Adaptive sampling based large-scale stochastic resource control

  • Authors:
  • Balázs Csanád Csáji;László Monostori

  • Affiliations:
  • Computer and Automation Research Institute, Hungarian Academy of Sciences, Budapest, Hungary;Computer and Automation Research Institute, Hungarian Academy of Sciences and Faculty of Mechanical Engineering, Budapest University of Technology and Economics

  • Venue:
  • AAAI'06 Proceedings of the 21st national conference on Artificial intelligence - Volume 1
  • Year:
  • 2006

Quantified Score

Hi-index 0.00

Visualization

Abstract

We consider closed-loop solutions to stochastic optimization problems of resource allocation type.

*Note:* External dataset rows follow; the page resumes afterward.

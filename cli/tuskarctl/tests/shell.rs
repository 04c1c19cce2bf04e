//! End-to-end CLI tests against a mocked Tuskar service.
//!
//! The binary is driven through `assert_cmd` in token mode, pointed at a
//! `wiremock` server via `TUSKAR_URL`/`OS_AUTH_TOKEN`.

use assert_cmd::Command;
use predicates::prelude::*;
use serde_json::json;
use wiremock::matchers::{body_json, header, method, path};
use wiremock::{Mock, MockServer, ResponseTemplate};

const AUTH_ENV_VARS: &[&str] = &[
    "OS_USERNAME",
    "OS_PASSWORD",
    "OS_TENANT_ID",
    "OS_TENANT_NAME",
    "OS_AUTH_URL",
    "OS_AUTH_TOKEN",
    "TUSKAR_URL",
    "TUSKAR_API_VERSION",
    "TUSKARCLIENT_DEBUG",
];

fn tuskar() -> Command {
    let mut cmd = Command::cargo_bin("tuskar").expect("binary built");
    for var in AUTH_ENV_VARS {
        cmd.env_remove(var);
    }
    cmd
}

fn tuskar_at(server: &MockServer) -> Command {
    let mut cmd = tuskar();
    cmd.env("TUSKAR_URL", server.uri());
    cmd.env("OS_AUTH_TOKEN", "tok");
    cmd
}

#[tokio::test(flavor = "multi_thread")]
async fn plan_create_prints_a_property_table() {
    let server = MockServer::start().await;

    Mock::given(method("POST"))
        .and(path("/v2/plans"))
        .and(header("X-Auth-Token", "tok"))
        .and(body_json(json!({"name": "myplan", "description": "desc"})))
        .respond_with(ResponseTemplate::new(201).set_body_json(json!({
            "uuid": "u1",
            "name": "myplan",
            "description": "desc",
            "roles": [],
            "parameters": [],
        })))
        .expect(1)
        .mount(&server)
        .await;

    tuskar_at(&server)
        .args(["plan", "create", "myplan", "-d", "desc"])
        .assert()
        .success()
        .stdout(predicate::str::contains("uuid"))
        .stdout(predicate::str::contains("u1"))
        .stdout(predicate::str::contains("myplan"))
        .stdout(predicate::str::contains("desc"));
}

#[tokio::test(flavor = "multi_thread")]
async fn plan_show_suppresses_parameters_without_long() {
    let server = MockServer::start().await;

    Mock::given(method("GET"))
        .and(path("/v2/plans/u1"))
        .respond_with(ResponseTemplate::new(200).set_body_json(json!({
            "uuid": "u1",
            "name": "myplan",
            "roles": [{"uuid": "r1", "name": "Compute"}],
            "parameters": [{"name": "compute-1::Image", "value": "overcloud-full"}],
        })))
        .mount(&server)
        .await;

    tuskar_at(&server)
        .args(["plan", "show", "u1"])
        .assert()
        .success()
        .stdout(predicate::str::contains("Compute"))
        .stdout(predicate::str::contains(
            "Parameter output suppressed. Use --long to display them.",
        ))
        .stdout(predicate::str::contains("overcloud-full").not());
}

#[tokio::test(flavor = "multi_thread")]
async fn plan_show_long_displays_parameters() {
    let server = MockServer::start().await;

    Mock::given(method("GET"))
        .and(path("/v2/plans/u1"))
        .respond_with(ResponseTemplate::new(200).set_body_json(json!({
            "uuid": "u1",
            "name": "myplan",
            "roles": [{"uuid": "r1", "name": "Compute"}],
            "parameters": [{"name": "compute-1::Image", "value": "overcloud-full"}],
        })))
        .mount(&server)
        .await;

    tuskar_at(&server)
        .args(["plan", "show", "u1", "--long"])
        .assert()
        .success()
        .stdout(predicate::str::contains("compute-1::Image=overcloud-full"));
}

#[tokio::test(flavor = "multi_thread")]
async fn plan_show_format_json_prints_the_raw_resource() {
    let server = MockServer::start().await;

    Mock::given(method("GET"))
        .and(path("/v2/plans/u1"))
        .respond_with(ResponseTemplate::new(200).set_body_json(json!({
            "uuid": "u1",
            "name": "myplan",
            "roles": [],
            "parameters": [{"name": "compute-1::Image", "value": "overcloud-full"}],
        })))
        .mount(&server)
        .await;

    // JSON output carries the full resource, suppression notice included
    // for tables only.
    tuskar_at(&server)
        .args(["plan", "show", "u1", "--format", "json"])
        .assert()
        .success()
        .stdout(predicate::str::contains("\"uuid\": \"u1\""))
        .stdout(predicate::str::contains("overcloud-full"))
        .stdout(predicate::str::contains("Parameter output suppressed").not());
}

#[tokio::test(flavor = "multi_thread")]
async fn plan_set_with_unknown_role_aborts_before_update() {
    let server = MockServer::start().await;

    Mock::given(method("GET"))
        .and(path("/v2/plans/u1"))
        .respond_with(ResponseTemplate::new(200).set_body_json(json!({
            "uuid": "u1",
            "name": "myplan",
            "roles": [{"uuid": "r1", "name": "Compute"}],
            "parameters": [],
        })))
        .mount(&server)
        .await;

    // No PATCH mock is mounted: reaching it would fail the command with a
    // connection-level refusal rather than the expected lookup error.
    tuskar_at(&server)
        .args(["plan", "set", "u1", "-F", "Storage=baremetal"])
        .assert()
        .success()
        .stderr(predicate::str::contains("role 'Storage' not found"));
}

#[tokio::test(flavor = "multi_thread")]
async fn plan_download_writes_templates_into_nested_directories() {
    let server = MockServer::start().await;

    Mock::given(method("GET"))
        .and(path("/v2/plans/u1/templates"))
        .respond_with(ResponseTemplate::new(200).set_body_json(json!({
            "plan.yaml": "heat_template_version: 1",
            "environments/common.yaml": "parameters: {}",
        })))
        .mount(&server)
        .await;

    let dir = tempfile::tempdir().unwrap();
    let output_dir = dir.path().join("templates");
    // Pre-existing contents must be replaced.
    std::fs::create_dir_all(&output_dir).unwrap();
    std::fs::write(output_dir.join("stale.yaml"), "old").unwrap();

    tuskar_at(&server)
        .args(["plan", "download", "u1", "-O"])
        .arg(&output_dir)
        .assert()
        .success()
        .stdout(predicate::str::contains(
            "The following templates will be written:",
        ));

    assert_eq!(
        std::fs::read_to_string(output_dir.join("plan.yaml")).unwrap(),
        "heat_template_version: 1"
    );
    assert_eq!(
        std::fs::read_to_string(output_dir.join("environments/common.yaml")).unwrap(),
        "parameters: {}"
    );
    assert!(!output_dir.join("stale.yaml").exists());
}

#[test]
fn missing_username_is_reported_before_any_network_call() {
    tuskar()
        .args(["plan", "list"])
        .assert()
        // Known command errors keep the non-error exit path.
        .success()
        .stderr(predicate::str::contains(
            "You must provide username via either --os-username or env[OS_USERNAME]",
        ));
}

#[test]
fn missing_tenant_is_reported_as_an_alternative() {
    tuskar()
        .args(["plan", "list"])
        .env("OS_USERNAME", "admin")
        .env("OS_PASSWORD", "secret")
        .env("OS_AUTH_URL", "http://keystone:5000/v2.0")
        .assert()
        .success()
        .stderr(predicate::str::contains("--os-tenant-name"))
        .stderr(predicate::str::contains("--os-tenant-id"));
}

#[test]
fn token_mode_without_urls_names_both_flags() {
    tuskar()
        .args(["plan", "list"])
        .env("OS_AUTH_TOKEN", "tok")
        .assert()
        .success()
        .stderr(predicate::str::contains("--tuskar-url"))
        .stderr(predicate::str::contains("--os-auth-url"));
}

#[test]
fn unsupported_api_version_is_a_command_error() {
    tuskar()
        .args(["plan", "list", "--tuskar-api-version", "1"])
        .env("OS_AUTH_TOKEN", "tok")
        .env("TUSKAR_URL", "http://tuskar:8585")
        .assert()
        .success()
        .stderr(predicate::str::contains("Unsupported API version '1'"));
}

#[test]
fn usage_errors_exit_with_code_two() {
    tuskar().arg("plan").assert().code(2);
    tuskar().assert().code(2);
}

#[test]
fn version_subcommand_prints_the_client_version() {
    tuskar()
        .arg("version")
        .assert()
        .success()
        .stdout(predicate::str::contains("tuskar"));
}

They concern with the dynamic allocation of reusable resources over time to non-preemtive interconnected tasks with stochastic durations. The aim is to minimize the expected value of a regular performance measure. First, we formulate the problem as a stochastic shortest path problem and argue that our formulation has favorable properties, e.g., it has finite horizon, it is acyclic, thus, all policies are proper, and moreover, the space of control policies can be safely restricted. Then, we propose an iterative solution. Essentially, we apply a reinforcement learning based adaptive sampler to compute a sub-optimal control policy. We suggest several approaches to enhance this solution and make it applicable to large-scale problems. The main improvements are: (1) the value function is maintained by feature-based support vector regression; (2) the initial exploration is guided by rollout algorithms; (3) the state space is partitioned by clustering the tasks while keeping the precedence constraints satisfied; (4) the action space is decomposed and, consequently, the number of available actions in a state is decreased; and, finally, (5) we argue that the sampling can be effectively distributed among several processors. The effectiveness of the approach is demonstrated by experimental results on both artificial (benchmark) and real-world (industry related) data.